Climat : comment 2010 a établi une nouvelle donne Actu-Environnement.com - Publié le 04/01/2011
Climat : comment 2010 a établi une...  |    |  Chapitre 4 / 7
Si la négociation climatique onusienne reste la voie privilégiée, d'autres enceintes ont pris une importance croissante depuis dix ans. Des négociations jugées plus efficaces par certains mais qui évincent certains acteurs importants.

À la suite de l'échec de la conférence de Copenhague, certains négociateurs, dont le président français Nicolas Sarkozy, n'ont pas hésité à critiquer le mode de décision des négociations climatiques officielles.
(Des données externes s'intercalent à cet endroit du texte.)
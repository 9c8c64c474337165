//! Security cameras: place and rotate markers on a floor plan.

use phoenix_core::clock::{Fired, Scheduler};
use phoenix_core::placement::{
    CanvasRect, Marker, Placement, PlacementError, PointerEvent, PointerOutcome,
};
use serde::Serialize;
use tracing::trace;

use crate::action::DemoAction;
use crate::config::CamerasConfig;
use crate::error::DemoError;
use crate::event::{DemoEvent, EventLog};
use crate::module::{DemoModule, ModuleId, ModuleView};
use crate::modules::discard_stale;

#[derive(Debug, Clone, PartialEq, Serialize)]
pub struct CamerasView {
    pub canvas: CanvasRect,
    pub markers: Vec<Marker>,
}

/// Camera placement has no timers; the scheduler only exists to satisfy
/// [`DemoModule`] and stays empty.
#[derive(Debug)]
pub struct CamerasModule {
    placement: Placement,
    canvas: CanvasRect,
    scheduler: Scheduler,
}

impl CamerasModule {
    pub fn new(config: &CamerasConfig) -> Self {
        Self {
            placement: Placement::new(config.rotation_step, config.hit_radius),
            canvas: config.canvas,
            scheduler: Scheduler::new(),
        }
    }

    pub fn placement(&self) -> &Placement {
        &self.placement
    }

    pub fn canvas(&self) -> &CanvasRect {
        &self.canvas
    }

    /// Rotate a marker by index, e.g. from a keyboard shortcut.
    pub fn rotate_marker(&mut self, index: usize, events: &mut EventLog) -> Result<u16, DemoError> {
        let orientation = self.placement.rotate(index)?;
        events.push(DemoEvent::MarkerRotated { index, orientation });
        Ok(orientation)
    }

    /// Route a pointer event through the canvas rectangle.
    ///
    /// A secondary click that misses every marker is not an error for the
    /// demo; it is logged and reported as [`PointerOutcome::Ignored`].
    pub fn pointer(&mut self, event: &PointerEvent, events: &mut EventLog) -> PointerOutcome {
        match self.placement.handle_pointer(&self.canvas, event) {
            Ok(outcome) => {
                match outcome {
                    PointerOutcome::Placed { index } => {
                        events.push(DemoEvent::MarkerPlaced { index })
                    }
                    PointerOutcome::Rotated { index, orientation } => {
                        events.push(DemoEvent::MarkerRotated { index, orientation })
                    }
                    PointerOutcome::Ignored => {
                        trace!(x = event.client_x, y = event.client_y, "pointer outside canvas")
                    }
                }
                outcome
            }
            Err(PlacementError::InvalidPointerTarget { index }) => {
                trace!(?index, "rotate missed every marker");
                PointerOutcome::Ignored
            }
        }
    }
}

impl DemoModule for CamerasModule {
    fn id(&self) -> ModuleId {
        ModuleId::Cameras
    }

    fn scheduler(&self) -> &Scheduler {
        &self.scheduler
    }

    fn scheduler_mut(&mut self) -> &mut Scheduler {
        &mut self.scheduler
    }

    fn on_timer(&mut self, fired: Fired, events: &mut EventLog) {
        discard_stale(ModuleId::Cameras, &fired, events);
    }

    fn handle(&mut self, action: &DemoAction, events: &mut EventLog) -> Result<(), DemoError> {
        match action {
            DemoAction::Pointer(event) => {
                self.pointer(event, events);
                Ok(())
            }
            other => Err(DemoError::ActionUnavailable {
                action: other.name(),
                active: Some(ModuleId::Cameras),
            }),
        }
    }

    fn unmount(&mut self) {}

    fn view(&self) -> ModuleView {
        ModuleView::Cameras(CamerasView {
            canvas: self.canvas,
            markers: self.placement.markers().to_vec(),
        })
    }
}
Selon eux, il serait impossible d'atteindre l'unanimité à 194 Etats sur un sujet aussi complexe. Une des voies proposées consiste donc à réunir autour d'une même table un nombre restreint de pays afin de progresser plus rapidement. Si ces Etats, en l'occurrence les principaux pays émetteurs de CO2 représentant quelques 80% des émissions mondiales de gaz à effet de serre (GES), s'accordent sur des politiques de lutte efficaces, alors il deviendrait possible d'adopter une stratégie globale efficace. Les décisions validées dans ces discussions parallèles pourraient ensuite être officiellement adoptées par la Convention-cadre des Nations unies sur les changements climatiques (CCNUCC.)

Si l'idée est séduisante, elle suscite cependant des craintes de la part de certaines parties aux négociations officielles. La principale critique concerne le manque de transparence puisque ces négociations parallèles ne regroupent pas l'ensemble des pays concernés et les ONG. En effet, peu d'éléments filtrent de ces discussions, les décisions sont prises à huis clos et les organisateurs rechignent à y intégrer les parties les plus vindicatives.
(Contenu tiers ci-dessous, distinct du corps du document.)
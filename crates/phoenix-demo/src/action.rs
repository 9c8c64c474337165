//! User actions routed to the active module.

use phoenix_core::id::ProductId;
use phoenix_core::placement::PointerEvent;

use crate::module::ModuleId;

/// A single user action. Each action belongs to exactly one module.
#[derive(Debug, Clone, PartialEq)]
pub enum DemoAction {
    // -- Point of sale --
    AddProduct(ProductId),
    RemoveProduct(ProductId),
    Checkout,

    // -- Price audit --
    StartAudit,
    RestartAudit,

    // -- Bookings --
    ReceiveInquiry,
    PromptPayment,
    Pay,

    // -- Cameras --
    Pointer(PointerEvent),

    // -- Fiscal certification --
    StartCertification,
    RestartCertification,
}

impl DemoAction {
    /// The module this action belongs to.
    pub fn target(&self) -> ModuleId {
        match self {
            DemoAction::AddProduct(_) | DemoAction::RemoveProduct(_) | DemoAction::Checkout => {
                ModuleId::Pos
            }
            DemoAction::StartAudit | DemoAction::RestartAudit => ModuleId::Audit,
            DemoAction::ReceiveInquiry | DemoAction::PromptPayment | DemoAction::Pay => {
                ModuleId::Bookings
            }
            DemoAction::Pointer(_) => ModuleId::Cameras,
            DemoAction::StartCertification | DemoAction::RestartCertification => ModuleId::Fiscal,
        }
    }

    pub fn name(&self) -> &'static str {
        match self {
            DemoAction::AddProduct(_) => "add_product",
            DemoAction::RemoveProduct(_) => "remove_product",
            DemoAction::Checkout => "checkout",
            DemoAction::StartAudit => "start_audit",
            DemoAction::RestartAudit => "restart_audit",
            DemoAction::ReceiveInquiry => "receive_inquiry",
            DemoAction::PromptPayment => "prompt_payment",
            DemoAction::Pay => "pay",
            DemoAction::Pointer(_) => "pointer",
            DemoAction::StartCertification => "start_certification",
            DemoAction::RestartCertification => "restart_certification",
        }
    }
}
//! Demo orchestration for the Phoenix Neural Suite.
//!
//! A [`DemoRouter`] switches between the landing page and a demo mode that
//! shows one module at a time. Modules are looked up in a
//! [`ModuleRegistry`], instantiated fresh on every visit and dropped when
//! the user navigates away. Renderers read a serializable [`ViewSnapshot`]
//! and drive time by calling [`DemoRouter::advance`].
//!
//! # Usage
//!
//! ```rust,ignore
//! use phoenix_demo::{DemoAction, DemoRouter, ModuleId};
//!
//! let mut router = DemoRouter::standard()?;
//! router.enter_demo()?;
//! router.navigate(ModuleId::Audit)?;
//! router.dispatch(DemoAction::StartAudit)?;
//! router.advance(500);
//! let json = router.snapshot_json()?;
//! ```

pub mod action;
pub mod config;
pub mod contact;
pub mod error;
pub mod event;
pub mod manifest;
pub mod module;
pub mod modules;
pub mod registry;
pub mod router;

pub use action::DemoAction;
pub use config::DemoConfig;
pub use contact::Platform;
pub use error::DemoError;
pub use event::{DemoEvent, DemoEventKind, EventLog};
pub use manifest::{ModuleEntry, ModuleManifest};
pub use module::{DemoModule, ModuleId, ModuleInstance, ModuleView};
pub use registry::{ModuleRegistry, RegistryBuilder};
pub use router::{DemoRouter, DemoViewState, Mode, ViewSnapshot};
//! Camera placement on a 2D canvas.
//!
//! Pointer events arrive in viewport coordinates and are converted to
//! canvas-local coordinates through the canvas's bounding rectangle, so the
//! model never depends on where the canvas sits on the page.

use serde::{Deserialize, Serialize};

/// Bounding rectangle of the canvas in viewport coordinates.
#[derive(Debug, Clone, Copy, PartialEq, Serialize, Deserialize)]
pub struct CanvasRect {
    pub left: f32,
    pub top: f32,
    pub width: f32,
    pub height: f32,
}

impl CanvasRect {
    /// Convert viewport coordinates to canvas-local ones. `None` when the
    /// point lies outside the canvas.
    pub fn to_local(&self, client_x: f32, client_y: f32) -> Option<(f32, f32)> {
        let x = client_x - self.left;
        let y = client_y - self.top;
        let inside = (0.0..=self.width).contains(&x) && (0.0..=self.height).contains(&y);
        inside.then_some((x, y))
    }
}

#[derive(Debug, Clone, Copy, PartialEq, Eq, Serialize, Deserialize)]
pub enum PointerButton {
    /// Places a new marker.
    Primary,
    /// Rotates the marker under the pointer.
    Secondary,
}

#[derive(Debug, Clone, Copy, PartialEq, Serialize, Deserialize)]
pub struct PointerEvent {
    pub client_x: f32,
    pub client_y: f32,
    pub button: PointerButton,
}

#[derive(Debug, Clone, Copy, PartialEq, Serialize)]
pub struct Marker {
    /// Canvas-local position.
    pub position: (f32, f32),
    /// Always in `0..360`.
    pub orientation_degrees: u16,
}

/// What a pointer event did to the model.
#[derive(Debug, Clone, Copy, PartialEq, Eq)]
pub enum PointerOutcome {
    Placed { index: usize },
    Rotated { index: usize, orientation: u16 },
    /// The pointer was outside the canvas.
    Ignored,
}

#[derive(Debug, Clone, PartialEq, Eq, thiserror::Error)]
pub enum PlacementError {
    /// A rotate action that did not land on any marker.
    #[error("no marker at pointer target (index {index:?})")]
    InvalidPointerTarget { index: Option<usize> },
}

/// Markers placed on one canvas. Markers are never removed.
#[derive(Debug, Clone, PartialEq)]
pub struct Placement {
    markers: Vec<Marker>,
    rotation_step: u16,
    hit_radius: f32,
}

impl Placement {
    /// `rotation_step` is taken modulo 360 and clamped to at least 1.
    pub fn new(rotation_step: u16, hit_radius: f32) -> Self {
        Self {
            markers: Vec::new(),
            rotation_step: (rotation_step % 360).max(1),
            hit_radius: hit_radius.max(0.0),
        }
    }

    pub fn markers(&self) -> &[Marker] {
        &self.markers
    }

    pub fn rotation_step(&self) -> u16 {
        self.rotation_step
    }

    /// Append a marker at canvas-local `(x, y)` facing 0 degrees.
    pub fn place(&mut self, x: f32, y: f32) -> usize {
        self.markers.push(Marker {
            position: (x, y),
            orientation_degrees: 0,
        });
        self.markers.len() - 1
    }

    /// Turn a marker by one step, wrapping at 360. Returns the new
    /// orientation.
    pub fn rotate(&mut self, index: usize) -> Result<u16, PlacementError> {
        let marker = self
            .markers
            .get_mut(index)
            .ok_or(PlacementError::InvalidPointerTarget { index: Some(index) })?;
        marker.orientation_degrees = (marker.orientation_degrees + self.rotation_step) % 360;
        Ok(marker.orientation_degrees)
    }

    /// The top-most marker within the hit radius of canvas-local `(x, y)`.
    pub fn marker_at(&self, x: f32, y: f32) -> Option<usize> {
        let r2 = self.hit_radius * self.hit_radius;
        self.markers.iter().rposition(|m| {
            let dx = m.position.0 - x;
            let dy = m.position.1 - y;
            dx * dx + dy * dy <= r2
        })
    }

    /// Route a pointer event: primary places, secondary rotates the marker
    /// under the pointer.
    pub fn handle_pointer(
        &mut self,
        rect: &CanvasRect,
        event: &PointerEvent,
    ) -> Result<PointerOutcome, PlacementError> {
        let Some((x, y)) = rect.to_local(event.client_x, event.client_y) else {
            return Ok(PointerOutcome::Ignored);
        };
        match event.button {
            PointerButton::Primary => Ok(PointerOutcome::Placed {
                index: self.place(x, y),
            }),
            PointerButton::Secondary => {
                let index = self
                    .marker_at(x, y)
                    .ok_or(PlacementError::InvalidPointerTarget { index: None })?;
                let orientation = self.rotate(index)?;
                Ok(PointerOutcome::Rotated { index, orientation })
            }
        }
    }
}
L'administration Bush impulse le mouvement

Si les discussions informelles ont toujours existé, l'annonce en mars 2001 par George W Bush du refus de son Administration de ratifier le protocole de Kyoto marque un tournant. L'annonce s'accompagne d'une proposition de collaboration visant à lutter contre les changements climatiques par "d'autres moyens" que ceux proposés par le protocole.
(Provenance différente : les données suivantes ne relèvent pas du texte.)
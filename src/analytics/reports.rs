//! Analytics reports
//!
//! Pure aggregations over the deals dataset. Every report takes a
//! [`SeasonFilter`]; amounts are kept numeric and paired with a display
//! string.

use serde::Serialize;
use std::collections::BTreeMap;

use super::dataset::Dataset;
use super::types::{Deal, SeasonFilter};

const RUPEES_PER_CRORE: f64 = 10_000_000.0;
const LAKHS_PER_CRORE: f64 = 100.0;
const STARTUP_CARDS: usize = 20;
const FALLBACK_INDUSTRY: &str = "Technology";

/// `₹{x.x}Cr` from an amount in rupees
pub fn format_crore(rupees: f64) -> String {
    format!("₹{:.1}Cr", rupees / RUPEES_PER_CRORE)
}

/// `₹{x.x}L` from an amount in lakhs
pub fn format_lakhs(lakhs: f64) -> String {
    format!("₹{:.1}L", lakhs)
}

fn percent(part: usize, whole: usize) -> f64 {
    if whole == 0 {
        0.0
    } else {
        part as f64 / whole as f64 * 100.0
    }
}

/// Per-industry summary
#[derive(Debug, Clone, PartialEq, Serialize)]
pub struct IndustryStats {
    pub name: String,
    pub deals: usize,
    /// Sum of closed deal amounts (₹)
    pub total_investment: f64,
    pub total_investment_display: String,
    /// Mean asked valuation (₹)
    pub avg_valuation: f64,
    pub avg_valuation_display: String,
    /// Share of funded pitches, percent
    pub funded_ratio: f64,
}

/// Industries in order of first appearance
pub fn industries(dataset: &Dataset, filter: SeasonFilter) -> Vec<IndustryStats> {
    struct Acc {
        deals: usize,
        investment: f64,
        valuation: f64,
        funded: usize,
    }

    let mut order: Vec<String> = Vec::new();
    let mut groups: BTreeMap<String, Acc> = BTreeMap::new();

    for deal in dataset.filtered(filter) {
        let acc = groups.entry(deal.industry.clone()).or_insert_with(|| {
            order.push(deal.industry.clone());
            Acc {
                deals: 0,
                investment: 0.0,
                valuation: 0.0,
                funded: 0,
            }
        });
        acc.deals += 1;
        acc.investment += deal.deal_amount.unwrap_or(0.0);
        acc.valuation += deal.valuation;
        if deal.status.is_funded() {
            acc.funded += 1;
        }
    }

    order
        .into_iter()
        .filter_map(|name| {
            let acc = groups.remove(&name)?;
            let avg_valuation = acc.valuation / acc.deals as f64;
            Some(IndustryStats {
                deals: acc.deals,
                total_investment: acc.investment,
                total_investment_display: format_crore(acc.investment),
                avg_valuation,
                avg_valuation_display: format_crore(avg_valuation),
                funded_ratio: percent(acc.funded, acc.deals),
                name,
            })
        })
        .collect()
}

/// Scalability bucket derived from the success rate
#[derive(Debug, Clone, Copy, PartialEq, Eq, Serialize)]
pub enum Scalability {
    High,
    Medium,
    Low,
}

impl Scalability {
    pub fn from_success_rate(rate: f64) -> Self {
        if rate > 70.0 {
            Scalability::High
        } else if rate > 50.0 {
            Scalability::Medium
        } else {
            Scalability::Low
        }
    }
}

/// Market insights
#[derive(Debug, Clone, PartialEq, Serialize)]
pub struct Insights {
    /// Mean closed amount over funded deals (₹)
    pub avg_deal_size: f64,
    pub avg_deal_size_display: String,
    pub top_industry: String,
    /// Funded pitches, percent
    pub success_rate: f64,
    /// Success rate + 15, clamped to 70..=95
    pub market_fit: f64,
    pub scalability: Scalability,
    pub team_experience: &'static str,
    pub preferred_stage: &'static str,
    pub equity_range: &'static str,
}

pub fn insights(dataset: &Dataset, filter: SeasonFilter) -> Insights {
    let deals: Vec<&Deal> = dataset.filtered(filter).collect();
    let funded: Vec<&&Deal> = deals.iter().filter(|d| d.status.is_funded()).collect();

    let avg_deal_size = if funded.is_empty() {
        0.0
    } else {
        funded
            .iter()
            .map(|d| d.deal_amount.unwrap_or(0.0))
            .sum::<f64>()
            / funded.len() as f64
    };

    // Ties go to the industry seen first
    let mut counts: Vec<(&str, usize)> = Vec::new();
    for deal in &deals {
        match counts.iter_mut().find(|(name, _)| *name == deal.industry) {
            Some((_, n)) => *n += 1,
            None => counts.push((deal.industry.as_str(), 1)),
        }
    }
    let top_industry = counts
        .iter()
        .fold(None, |best: Option<(&str, usize)>, &(name, n)| match best {
            Some((_, m)) if m >= n => best,
            _ => Some((name, n)),
        })
        .map_or(FALLBACK_INDUSTRY, |(name, _)| name)
        .to_string();

    let success_rate = percent(funded.len(), deals.len());

    Insights {
        avg_deal_size,
        avg_deal_size_display: format_crore(avg_deal_size),
        top_industry,
        success_rate,
        market_fit: (success_rate + 15.0).clamp(70.0, 95.0),
        scalability: Scalability::from_success_rate(success_rate),
        team_experience: "6+ years",
        preferred_stage: "Growth",
        equity_range: "8-18%",
    }
}

/// One season's activity
#[derive(Debug, Clone, PartialEq, Serialize)]
pub struct SeasonTrend {
    pub season: u32,
    pub label: String,
    pub deals: usize,
    /// Sum of closed deal amounts, in crore
    pub investment_crore: f64,
}

/// Per-season totals, ascending by season number
pub fn trends(dataset: &Dataset, filter: SeasonFilter) -> Vec<SeasonTrend> {
    let mut seasons: BTreeMap<u32, (usize, f64)> = BTreeMap::new();
    for deal in dataset.filtered(filter) {
        let entry = seasons.entry(deal.season).or_insert((0, 0.0));
        entry.0 += 1;
        entry.1 += deal.deal_amount.unwrap_or(0.0);
    }

    seasons
        .into_iter()
        .map(|(season, (deals, investment))| SeasonTrend {
            season,
            label: format!("Season {}", season),
            deals,
            investment_crore: investment / RUPEES_PER_CRORE,
        })
        .collect()
}

/// Startup card
#[derive(Debug, Clone, PartialEq, Serialize)]
pub struct StartupCard {
    pub name: String,
    pub industry: String,
    pub season: u32,
    pub valuation: f64,
    pub valuation_display: String,
    pub funded: bool,
    pub status: &'static str,
}

/// The first twenty deals as cards
pub fn startups(dataset: &Dataset, filter: SeasonFilter) -> Vec<StartupCard> {
    dataset
        .filtered(filter)
        .take(STARTUP_CARDS)
        .map(|deal| StartupCard {
            name: deal.startup_name.clone(),
            industry: deal.industry.clone(),
            season: deal.season,
            valuation: deal.valuation,
            valuation_display: format_crore(deal.valuation),
            funded: deal.status.is_funded(),
            status: deal.status.label(),
        })
        .collect()
}

/// Landing page stats
#[derive(Debug, Clone, PartialEq, Serialize)]
pub struct Overview {
    pub total_deals: usize,
    pub total_funding_lakhs: f64,
    pub total_funding_display: String,
    pub avg_deal_lakhs: f64,
    pub avg_deal_display: String,
    pub total_sharks: usize,
}

pub fn overview(dataset: &Dataset, filter: SeasonFilter) -> Overview {
    let (total_deals, total_funding_lakhs) = dataset
        .filtered(filter)
        .fold((0usize, 0.0f64), |(n, sum), deal| {
            (n + 1, sum + deal.amount_invested_lakhs.unwrap_or(0.0))
        });

    let avg_deal_lakhs = if total_deals == 0 {
        0.0
    } else {
        total_funding_lakhs / total_deals as f64
    };

    Overview {
        total_deals,
        total_funding_lakhs,
        total_funding_display: format!("₹{:.1}Cr", total_funding_lakhs / LAKHS_PER_CRORE),
        avg_deal_lakhs,
        avg_deal_display: format_lakhs(avg_deal_lakhs),
        total_sharks: dataset.sharks().len(),
    }
}

#[cfg(test)]
mod tests {
    use super::*;
    use crate::analytics::types::{DealStatus, Shark};

    fn deal(
        name: &str,
        industry: &str,
        season: u32,
        valuation: f64,
        deal_amount: Option<f64>,
        lakhs: Option<f64>,
    ) -> Deal {
        Deal {
            startup_name: name.to_string(),
            industry: industry.to_string(),
            season,
            valuation,
            deal_amount,
            amount_invested_lakhs: lakhs,
            status: if deal_amount.is_some() {
                DealStatus::Funded
            } else {
                DealStatus::NotFunded
            },
            sharks: Vec::new(),
        }
    }

    fn dataset() -> Dataset {
        Dataset::new(
            vec![
                deal("A", "Food", 2, 100_000_000.0, Some(10_000_000.0), Some(100.0)),
                deal("B", "Tech", 10, 300_000_000.0, Some(20_000_000.0), Some(200.0)),
                deal("C", "Food", 1, 200_000_000.0, None, None),
                deal("D", "Tech", 2, 50_000_000.0, None, None),
                deal("E", "Food", 1, 50_000_000.0, Some(5_000_000.0), Some(50.0)),
            ],
            vec![Shark {
                name: "Aman Gupta".to_string(),
                company: "boAt".to_string(),
            }],
        )
    }

    #[test]
    fn test_money_formats() {
        assert_eq!(format_crore(75_000_000.0), "₹7.5Cr");
        assert_eq!(format_crore(0.0), "₹0.0Cr");
        assert_eq!(format_lakhs(70.0), "₹70.0L");
    }

    #[test]
    fn test_industries() {
        let report = industries(&dataset(), SeasonFilter::all());

        let names: Vec<_> = report.iter().map(|i| i.name.as_str()).collect();
        assert_eq!(names, vec!["Food", "Tech"]);

        let food = &report[0];
        assert_eq!(food.deals, 3);
        assert_eq!(food.total_investment, 15_000_000.0);
        assert_eq!(food.total_investment_display, "₹1.5Cr");
        assert_eq!(food.avg_valuation_display, "₹11.7Cr");
        assert!((food.funded_ratio - 66.666).abs() < 0.01);

        assert_eq!(report[1].funded_ratio, 50.0);
    }

    #[test]
    fn test_insights() {
        let insights = insights(&dataset(), SeasonFilter::all());

        assert_eq!(insights.avg_deal_size, 35_000_000.0 / 3.0);
        assert_eq!(insights.avg_deal_size_display, "₹1.2Cr");
        assert_eq!(insights.top_industry, "Food");
        assert_eq!(insights.success_rate, 60.0);
        assert_eq!(insights.market_fit, 75.0);
        assert_eq!(insights.scalability, Scalability::Medium);
    }

    #[test]
    fn test_insights_empty_dataset() {
        let insights = insights(&Dataset::default(), SeasonFilter::all());

        assert_eq!(insights.success_rate, 0.0);
        assert_eq!(insights.market_fit, 70.0);
        assert_eq!(insights.top_industry, "Technology");
        assert_eq!(insights.scalability, Scalability::Low);
        assert_eq!(insights.avg_deal_size, 0.0);
    }

    #[test]
    fn test_insights_top_industry_tie_keeps_first() {
        let insights = insights(&dataset(), SeasonFilter::season(2));
        assert_eq!(insights.top_industry, "Food");
    }

    #[test]
    fn test_trends_sorted_numerically() {
        let report = trends(&dataset(), SeasonFilter::all());

        let seasons: Vec<_> = report.iter().map(|t| t.season).collect();
        assert_eq!(seasons, vec![1, 2, 10]);
        assert_eq!(report[0].label, "Season 1");
        assert_eq!(report[0].deals, 2);
        assert_eq!(report[0].investment_crore, 0.5);
        assert_eq!(report[2].investment_crore, 2.0);
    }

    #[test]
    fn test_startups_capped() {
        let many = Dataset::new(
            (0..30)
                .map(|i| deal(&format!("S{}", i), "Tech", 1, 1.0, None, None))
                .collect(),
            Vec::new(),
        );
        let cards = startups(&many, SeasonFilter::all());
        assert_eq!(cards.len(), 20);
        assert_eq!(cards[0].name, "S0");
        assert_eq!(cards[0].status, "Not Funded");
    }

    #[test]
    fn test_overview() {
        let overview = overview(&dataset(), SeasonFilter::all());

        assert_eq!(overview.total_deals, 5);
        assert_eq!(overview.total_funding_lakhs, 350.0);
        assert_eq!(overview.total_funding_display, "₹3.5Cr");
        assert_eq!(overview.avg_deal_display, "₹70.0L");
        assert_eq!(overview.total_sharks, 1);
    }

    #[test]
    fn test_season_filter_applies() {
        let overview = overview(&dataset(), SeasonFilter::season(1));
        assert_eq!(overview.total_deals, 2);
        assert_eq!(overview.total_funding_lakhs, 50.0);
    }
}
En juillet 2005, le Partenariat Asie Pacifique pour un développement propre et le climat (APP) vient matérialiser cette volonté américaine. Il rassemble notamment les Etats-Unis, la Chine, le Japon et des acteurs du secteur privé. L'objectif est de réduire l'intensité carbone des économies participantes grâce à des transferts de technologie bas carbone volontaires. Le Partenariat se démarque ainsi du protocole qui cherche à réduire en valeur absolue le volume d'émissions de GES des pays développés.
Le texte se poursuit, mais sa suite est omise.